» **EXERCISE REQUIREMENTS**
Which lines in the entries below contain the string "tokens"? Show each of them in full.

» **Dataset entries**
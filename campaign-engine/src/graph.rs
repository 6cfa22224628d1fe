//! Scenario definitions and the precondition graph between them.
use serde::{Deserialize, Serialize};
use std::collections::{BTreeMap, BTreeSet};

use crate::bonus::{Bonus, StartMode};
use crate::error::CampaignError;
use crate::ids::{ArtifactId, CreatureId, PlayerColor, ScenarioId};

/// Which parts of a hero survive into the next scenario.
#[derive(Debug, Clone, Copy, PartialEq, Eq, Serialize, Deserialize, Default)]
pub struct HeroKeeps {
    #[serde(default)]
    pub experience: bool,
    #[serde(default)]
    pub primary_skills: bool,
    #[serde(default)]
    pub secondary_skills: bool,
    #[serde(default)]
    pub spells: bool,
    #[serde(default)]
    pub artifacts: bool,
}

impl HeroKeeps {
    #[must_use]
    pub const fn everything() -> Self {
        Self {
            experience: true,
            primary_skills: true,
            secondary_skills: true,
            spells: true,
            artifacts: true,
        }
    }
}

/// Carry-over and starting rules of a scenario.
#[derive(Debug, Clone, PartialEq, Eq, Serialize, Deserialize, Default)]
pub struct TravelRules {
    #[serde(default)]
    pub keeps: HeroKeeps,
    /// Creature types a hero may bring along.
    #[serde(default)]
    pub monsters_kept: BTreeSet<CreatureId>,
    /// Artifact types a hero may bring along.
    #[serde(default)]
    pub artifacts_kept: BTreeSet<ArtifactId>,
    #[serde(default)]
    pub bonuses: Vec<Bonus>,
    #[serde(default)]
    pub start_mode: StartMode,
    /// Player the fixed bonus applies to.
    #[serde(default)]
    pub player_color: PlayerColor,
}

/// Cut-scene shown before or after a scenario.
#[derive(Debug, Clone, PartialEq, Eq, Serialize, Deserialize, Default)]
pub struct Narrative {
    #[serde(default)]
    pub video: String,
    #[serde(default)]
    pub music: String,
    #[serde(default)]
    pub text: String,
}

#[derive(Debug, Clone, PartialEq, Eq, Serialize, Deserialize, Default)]
pub struct Scenario {
    pub map_name: String,
    #[serde(default)]
    pub scenario_name: String,
    #[serde(default)]
    pub preconditions: BTreeSet<ScenarioId>,
    #[serde(default)]
    pub region_color: u8,
    #[serde(default)]
    pub difficulty: u8,
    #[serde(default)]
    pub region_text: String,
    #[serde(default)]
    pub prolog: Option<Narrative>,
    #[serde(default)]
    pub epilog: Option<Narrative>,
    #[serde(default)]
    pub travel: TravelRules,
}

impl Scenario {
    /// Bare scenario with the given map and no preconditions.
    #[must_use]
    pub fn named(map_name: impl Into<String>) -> Self {
        Self {
            map_name: map_name.into(),
            ..Self::default()
        }
    }

    #[must_use]
    pub fn requiring(mut self, preconditions: impl IntoIterator<Item = ScenarioId>) -> Self {
        self.preconditions.extend(preconditions);
        self
    }
}

#[derive(Clone, Copy, PartialEq, Eq)]
enum Mark {
    Visiting,
    Visited,
}

/// Immutable scenario graph. Construction guarantees every precondition
/// names a known scenario and that the precondition relation is acyclic.
#[derive(Debug, Clone, PartialEq, Eq, Default)]
pub struct CampaignGraph {
    scenarios: BTreeMap<ScenarioId, Scenario>,
}

impl CampaignGraph {
    /// Build and validate a graph.
    ///
    /// # Errors
    ///
    /// Returns `MalformedGraph` for duplicate ids, unknown or self
    /// preconditions, and precondition cycles.
    pub fn new(
        scenarios: impl IntoIterator<Item = (ScenarioId, Scenario)>,
    ) -> Result<Self, CampaignError> {
        let mut map = BTreeMap::new();
        for (id, scenario) in scenarios {
            if map.insert(id, scenario).is_some() {
                return Err(CampaignError::malformed(format!(
                    "scenario {id} defined twice"
                )));
            }
        }
        let graph = Self { scenarios: map };
        graph.validate()?;
        Ok(graph)
    }

    fn validate(&self) -> Result<(), CampaignError> {
        for (id, scenario) in &self.scenarios {
            if scenario.preconditions.contains(id) {
                return Err(CampaignError::malformed(format!(
                    "scenario {id} lists itself as a precondition"
                )));
            }
            if let Some(missing) = scenario
                .preconditions
                .iter()
                .find(|pre| !self.scenarios.contains_key(pre))
            {
                return Err(CampaignError::malformed(format!(
                    "scenario {id} requires unknown scenario {missing}"
                )));
            }
        }

        let mut marks = BTreeMap::new();
        let mut path = Vec::new();
        for id in self.scenarios.keys() {
            self.visit(*id, &mut marks, &mut path)?;
        }
        Ok(())
    }

    fn visit(
        &self,
        id: ScenarioId,
        marks: &mut BTreeMap<ScenarioId, Mark>,
        path: &mut Vec<ScenarioId>,
    ) -> Result<(), CampaignError> {
        match marks.get(&id) {
            Some(Mark::Visited) => return Ok(()),
            Some(Mark::Visiting) => {
                let start = path.iter().position(|p| *p == id).unwrap_or(0);
                let cycle: Vec<String> = path[start..]
                    .iter()
                    .chain(std::iter::once(&id))
                    .map(ToString::to_string)
                    .collect();
                return Err(CampaignError::malformed(format!(
                    "precondition cycle {}",
                    cycle.join(" -> ")
                )));
            }
            None => {}
        }

        marks.insert(id, Mark::Visiting);
        path.push(id);
        for pre in self.preconditions(id) {
            self.visit(*pre, marks, path)?;
        }
        path.pop();
        marks.insert(id, Mark::Visited);
        Ok(())
    }

    #[must_use]
    pub fn scenario(&self, id: ScenarioId) -> Option<&Scenario> {
        self.scenarios.get(&id)
    }

    #[must_use]
    pub fn contains(&self, id: ScenarioId) -> bool {
        self.scenarios.contains_key(&id)
    }

    #[must_use]
    pub fn all_scenarios(&self) -> BTreeSet<ScenarioId> {
        self.scenarios.keys().copied().collect()
    }

    #[must_use]
    pub fn scenario_count(&self) -> usize {
        self.scenarios.len()
    }

    pub fn iter(&self) -> impl Iterator<Item = (ScenarioId, &Scenario)> {
        self.scenarios.iter().map(|(id, s)| (*id, s))
    }

    /// Preconditions of a scenario; empty for unknown ids.
    pub fn preconditions(&self, id: ScenarioId) -> impl Iterator<Item = &ScenarioId> {
        self.scenarios
            .get(&id)
            .into_iter()
            .flat_map(|s| s.preconditions.iter())
    }

    /// True when every precondition of `id` is conquered and `id` itself is not.
    #[must_use]
    pub fn is_available(&self, id: ScenarioId, conquered: &[ScenarioId]) -> bool {
        self.contains(id)
            && !conquered.contains(&id)
            && self.preconditions(id).all(|pre| conquered.contains(pre))
    }

    #[must_use]
    pub fn is_finished(&self, conquered: &[ScenarioId]) -> bool {
        self.scenarios.keys().all(|id| conquered.contains(id))
    }

    /// Deterministic order in which every scenario follows its preconditions;
    /// among ready scenarios the lowest id comes first.
    #[must_use]
    pub fn topological_order(&self) -> Vec<ScenarioId> {
        let mut order: Vec<ScenarioId> = Vec::with_capacity(self.scenarios.len());
        while order.len() < self.scenarios.len() {
            let next = self
                .scenarios
                .keys()
                .copied()
                .find(|id| self.is_available(*id, &order));
            match next {
                Some(id) => order.push(id),
                None => break,
            }
        }
        order
    }
}
use anyhow::{Result, bail};
use chrono::Utc;
use sha2::{Digest, Sha256};
use std::collections::HashSet;

const DEFAULT_SEED: u64 = 1337;

/// A seed together with the phrase it was derived from, if any.
#[derive(Debug, Clone, PartialEq, Eq)]
pub struct SeedInfo {
    pub seed: u64,
    pub phrase: Option<String>,
}

impl SeedInfo {
    #[must_use]
    pub const fn from_numeric(seed: u64) -> Self {
        Self { seed, phrase: None }
    }

    #[must_use]
    pub fn from_phrase(phrase: &str) -> Self {
        let digest = Sha256::digest(phrase.as_bytes());
        let mut bytes = [0_u8; 8];
        bytes.copy_from_slice(&digest[..8]);
        Self {
            seed: u64::from_le_bytes(bytes),
            phrase: Some(phrase.to_string()),
        }
    }

    #[must_use]
    pub fn label(&self) -> String {
        match &self.phrase {
            Some(phrase) => format!("{phrase} ({})", self.seed),
            None => self.seed.to_string(),
        }
    }
}

/// Resolve CLI seed arguments into seeds.
///
/// Supports literal integers, `daily` (today's UTC date as a phrase) and
/// free-form phrases prefixed with `phrase:`.
pub fn resolve_seed_inputs(tokens: &[String]) -> Result<Vec<SeedInfo>> {
    let mut resolved: Vec<SeedInfo> = Vec::new();
    let mut seen: HashSet<u64> = HashSet::new();

    for token in tokens {
        if token.is_empty() {
            continue;
        }

        let info = if token.eq_ignore_ascii_case("daily") {
            SeedInfo::from_phrase(&Utc::now().format("%Y-%m-%d").to_string())
        } else if let Some(phrase) = token.strip_prefix("phrase:") {
            if phrase.is_empty() {
                bail!("Empty seed phrase");
            }
            SeedInfo::from_phrase(phrase)
        } else if let Ok(value) = token.parse::<u64>() {
            SeedInfo::from_numeric(value)
        } else if let Ok(value) = token.parse::<i64>() {
            SeedInfo::from_numeric(value.unsigned_abs())
        } else {
            bail!("Unrecognized seed token: {token}");
        };

        if seen.insert(info.seed) {
            resolved.push(info);
        }
    }

    if resolved.is_empty() {
        resolved.push(SeedInfo::from_numeric(DEFAULT_SEED));
    }

    Ok(resolved)
}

» **TASK RESULT**
pub fn resolve_seed_inputs(tokens: &[String]) -> Result<Vec<SeedInfo>> {
    for token in tokens {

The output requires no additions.